Le langage est politique
Avant toute chose, il me parait primordial de revenir sur l’importance que revêt à mes yeux l’écriture inclusive. Je suis en effet de ceux qui considèrent que c’est un combat qui doit être mené quand bien même il y aurait des choses à améliorer. Le postulat de beaucoup est de dire que le langage est axiologiquement neutre, qu’il n’est qu’un outil parmi d’autres n’ayant aucune incidence politique, qu’un medium. Pourtant, de Saussure et son Cours de linguistique générale aux linguistes d’aujourd’hui, nombreux sont les spécialistes du langage à avoir expliqué que celui-ci n’était absolument pas neutre et en aucun cas un simple outil.
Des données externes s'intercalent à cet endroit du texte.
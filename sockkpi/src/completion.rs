//! # Protocol Completion Callbacks
//!
//! ## Purpose
//!
//! Protocol handlers never touch a socket's state or reference counts. They report what
//! happened through the calls in this file, and the socket layer performs the transition,
//! wakes waiters and runs upcalls.
//!
//! ## How it works
//!
//! A listener's protocol creates an embryonic child with `spawn_connection`; the child sits on
//! the listener's incomplete list until the protocol calls `set_connected` on it, which moves
//! it to the tail of the completed list and wakes `accept`. The child's lock is always dropped
//! before the listener's queue or lock is taken, so no thread ever holds two socket locks.
//!
//! ## Main components
//!
//! - `spawn_connection()`: embryonic child of a listener.
//! - `set_connected()`, `set_disconnected()`: handshake and connection outcomes.
//! - `post_error()`, `wakeup_read()`, `wakeup_write()`, `set_available()`, `mark_eof()`: data
//!   path signals.

use crate::addr::SockAddr;
use crate::error::{SockError, SockResult};
use crate::proto::ProtocolHandler;
use crate::socket::{BufFlags, SockCore, SockState, Socket};
use crate::upcall::{Notify, SockEvents};
use std::sync::Arc;

impl Socket {
    /// Creates an embryonic connection on a listening socket.
    ///
    /// The child inherits the listener's kind, buffer sizes, options, traffic class and
    /// blocking mode, starts in `Connecting` without a descriptor, and is recorded as
    /// incomplete on the listener's accept queue.
    ///
    /// # Returns
    /// The child, or `ResourceExhausted` when the backlog is full.
    pub fn spawn_connection(&self, handler: Arc<dyn ProtocolHandler>) -> SockResult<Socket> {
        let core = self.lock();
        core.check_alive()?;
        match core.state {
            SockState::Listening => {}
            SockState::Closing => return Err(SockError::ConnectionAborted),
            _ => return Err(SockError::InvalidArgument),
        }
        let mut init = SockCore::inherit(&core);
        init.listener = Some(Arc::downgrade(&self.0));
        let child = Socket::new(self.0.kind, handler, self.0.env.clone(), init);

        let mut queue = self.0.queue.acquire();
        if let Err(e) = queue.push_incomplete(child.clone()) {
            drop(queue);
            drop(core);
            log::warn!(
                "socket {}: backlog full, dropping connection {}",
                self.id(),
                child.id()
            );
            child.teardown(child.lock());
            return Err(e);
        }
        log::debug!("socket {}: embryonic connection {}", self.id(), child.id());
        Ok(child)
    }

    /// Reports that the handshake completed.
    ///
    /// A child of a listener moves to the completed list and the listener's accept waiters
    /// and read upcall are woken.
    pub fn set_connected(&self, peer: Option<SockAddr>) -> SockResult<()> {
        let core = self.lock();
        core.check_alive()?;
        match core.state {
            SockState::Connecting => {}
            SockState::Connected => return Ok(()),
            _ => return Err(SockError::InvalidArgument),
        }
        let listener = core.listener.clone();
        let core = self.mark_connected(core, peer);
        drop(core);

        if let Some(parent) = listener.and_then(|w| w.upgrade()).map(Socket) {
            let moved = parent.0.queue.acquire().complete(self.id());
            if moved {
                let pc = parent.lock();
                drop(parent.dispatch(pc, Notify::Read));
            }
        }
        Ok(())
    }

    /// Reports that a handshake failed or an established connection went away.
    ///
    /// A connecting socket returns to `Closed` with `error` pending. A connected one moves to
    /// `Closing` with both directions finished. An embryonic child is removed from its
    /// listener and destroyed.
    pub fn set_disconnected(&self, error: Option<SockError>) -> SockResult<()> {
        let mut core = self.lock();
        core.check_alive()?;
        let mut events = SockEvents::DISCONNECTED;
        match core.state {
            SockState::Connecting => {
                core.state = SockState::Closed;
                core.peer_addr = None;
            }
            SockState::Connected | SockState::Closing => {
                core.state = SockState::Closing;
                core.rcv.flags.insert(BufFlags::EOF);
                core.snd.flags.insert(BufFlags::SHUT);
                core.rcv.wake();
                core.snd.wake();
                core.peer_addr = None;
                core.use_count -= core.connected_extra;
                core.connected_extra = 0;
                events |= SockEvents::CANT_RCV_MORE | SockEvents::CANT_SEND_MORE;
            }
            _ => return Err(SockError::NotConnected),
        }
        if let Some(e) = error {
            log::debug!("socket {}: disconnected: {e}", self.id());
            if matches!(e, SockError::ConnectionAborted) {
                events |= SockEvents::CONN_RESET;
            }
            events |= SockEvents::ERROR;
            core.pending_error = Some(e);
        }
        let listener = core.listener.clone();
        let core = self.dispatch(core, Notify::Event(events));
        let core = self.dispatch(core, Notify::Read);
        drop(self.dispatch(core, Notify::Write));

        if let Some(parent) = listener.and_then(|w| w.upgrade()) {
            let unlinked = parent.queue.acquire().remove(self.id());
            if unlinked.is_some() {
                self.teardown(self.lock());
            }
        }
        Ok(())
    }

    /// Posts an asynchronous error, delivered to the next blocking caller.
    pub fn post_error(&self, error: SockError) {
        let mut core = self.lock();
        if core.destroyed {
            return;
        }
        core.pending_error = Some(error);
        drop(self.dispatch(core, Notify::Event(SockEvents::ERROR)));
    }

    /// Reports that `available` bytes can be read.
    pub fn wakeup_read(&self, available: usize) {
        let mut core = self.lock();
        core.rcv.avail = available;
        core.rcv.wake();
        drop(self.dispatch(core, Notify::Read));
    }

    /// Updates the readable byte count without waking anyone, after the protocol consumed
    /// data on behalf of a receive.
    pub fn set_available(&self, available: usize) {
        self.lock().rcv.avail = available;
    }

    /// Reports that `space` bytes can be sent.
    pub fn wakeup_write(&self, space: usize) {
        let mut core = self.lock();
        core.snd.avail = space;
        core.snd.wake();
        drop(self.dispatch(core, Notify::Write));
    }

    /// Reports that the peer will send no more data.
    pub fn mark_eof(&self) {
        let mut core = self.lock();
        if core.rcv.flags.contains(BufFlags::EOF) {
            return;
        }
        core.rcv.flags.insert(BufFlags::EOF);
        core.rcv.wake();
        let core = self.dispatch(core, Notify::Event(SockEvents::CANT_RCV_MORE));
        drop(self.dispatch(core, Notify::Read));
    }
}
use crate::runner::TestBed;
use sockkpi::options::{SO_RCVTIMEO, SOL_SOCKET};
use sockkpi::{MsgFlags, SockAddr, SockError, Socket};
use std::io::{IoSlice, IoSliceMut, Result};
use std::net::Shutdown;
use std::thread;
use std::time::Duration;
use tokio_util::sync::CancellationToken;

const POLL: Duration = Duration::from_millis(50);

fn timeval(t: Duration) -> Vec<u8> {
    let mut raw = (t.as_secs() as i64).to_ne_bytes().to_vec();
    raw.extend_from_slice(&(t.subsec_micros() as i64).to_ne_bytes());
    raw
}

fn send_all(so: &Socket, mut data: &[u8]) -> Result<()> {
    while !data.is_empty() {
        let n = so.send(&[IoSlice::new(data)], &[], MsgFlags::empty())?;
        data = &data[n..];
    }
    Ok(())
}

/// Accepts connections on `listener` and echoes each one on its own thread until `token` is
/// cancelled. Returns the number of connections served to completion.
pub fn run_echo_server(listener: &Socket, token: CancellationToken) -> Result<usize> {
    // Accepted children inherit the poll timeout.
    listener.setsockopt(SOL_SOCKET, SO_RCVTIMEO, &timeval(POLL))?;
    let mut workers = Vec::new();
    loop {
        match listener.accept(MsgFlags::empty()) {
            Ok(conn) => {
                log::debug!("[echo] accepted socket {}", conn.id());
                let token = token.clone();
                workers.push(thread::spawn(move || echo(conn, token)));
            }
            Err(SockError::WouldBlock) | Err(SockError::Interrupted) => {
                if token.is_cancelled() {
                    break;
                }
            }
            Err(e) => {
                log::error!("[echo] accept failed: {e}");
                return Err(e.into());
            }
        }
    }
    let mut served = 0;
    for worker in workers {
        match worker.join() {
            Ok(Ok(())) => served += 1,
            Ok(Err(e)) => log::warn!("[echo] connection failed: {e}"),
            Err(_) => log::error!("[echo] connection thread panicked"),
        }
    }
    Ok(served)
}

fn echo(conn: Socket, token: CancellationToken) -> Result<()> {
    let mut buf = [0u8; 512];
    loop {
        let got = match conn.receive(&mut [IoSliceMut::new(&mut buf)], MsgFlags::empty()) {
            Ok(got) => got,
            Err(SockError::WouldBlock) if !token.is_cancelled() => continue,
            Err(e) => {
                conn.close()?;
                return Err(e.into());
            }
        };
        if got.bytes == 0 {
            break;
        }
        send_all(&conn, &buf[..got.bytes])?;
    }
    log::debug!("[echo] socket {} done", conn.id());
    conn.close()?;
    Ok(())
}

/// Connects to the echo server at `name`, sends `message`, and returns what came back.
///
/// The whole message is sent before the reply is read, so it must fit in the socket buffers.
pub fn run_echo_client(bed: &TestBed, name: &str, message: &[u8]) -> Result<Vec<u8>> {
    let so = bed.local_stream()?;
    so.connect(&SockAddr::local(name)?, MsgFlags::empty())?;
    send_all(&so, message)?;
    so.shutdown(Shutdown::Write)?;

    let mut reply = Vec::with_capacity(message.len());
    let mut buf = [0u8; 256];
    loop {
        let got = so.receive(&mut [IoSliceMut::new(&mut buf)], MsgFlags::empty())?;
        if got.bytes == 0 {
            break;
        }
        reply.extend_from_slice(&buf[..got.bytes]);
    }
    so.close()?;
    Ok(reply)
}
Dès lors, l’avènement de tel ou tel type de langage, loin de n’être qu’un artifice, contribue grandement à structurer la pensée commune.
« Le but du novlangue, écrit d’ailleurs Orwell dans l’appendice de 1984, était, non seulement de fournir un mode d’expression aux idées générales et aux habitudes mentales des dévots de l’angsoc, mais de rendre impossible tout autre mode de pensée ». En ce sens, le langage participe à structurer la pensée, pas simplement à la mettre en mot. Parler de « travailleurs » plutôt que de « salariés » est politique tout comme choisir d’utiliser le mot « cotisations » plutôt que « charges sociales ». En cela, l’écriture inclusive se donne pour objectif de combattre un état de fait qui rend le masculin supérieur au féminin, ce qui est un choix totalement arbitraire et politique. Peut alors se poser la question de l’esthétisme d’une telle écriture (elle est légitime selon moi) mais reprocher à l’écriture inclusive de détruire la langue c’est lui reprocher sa raison d’être qui est de participer à la destruction du patriarcat de notre société.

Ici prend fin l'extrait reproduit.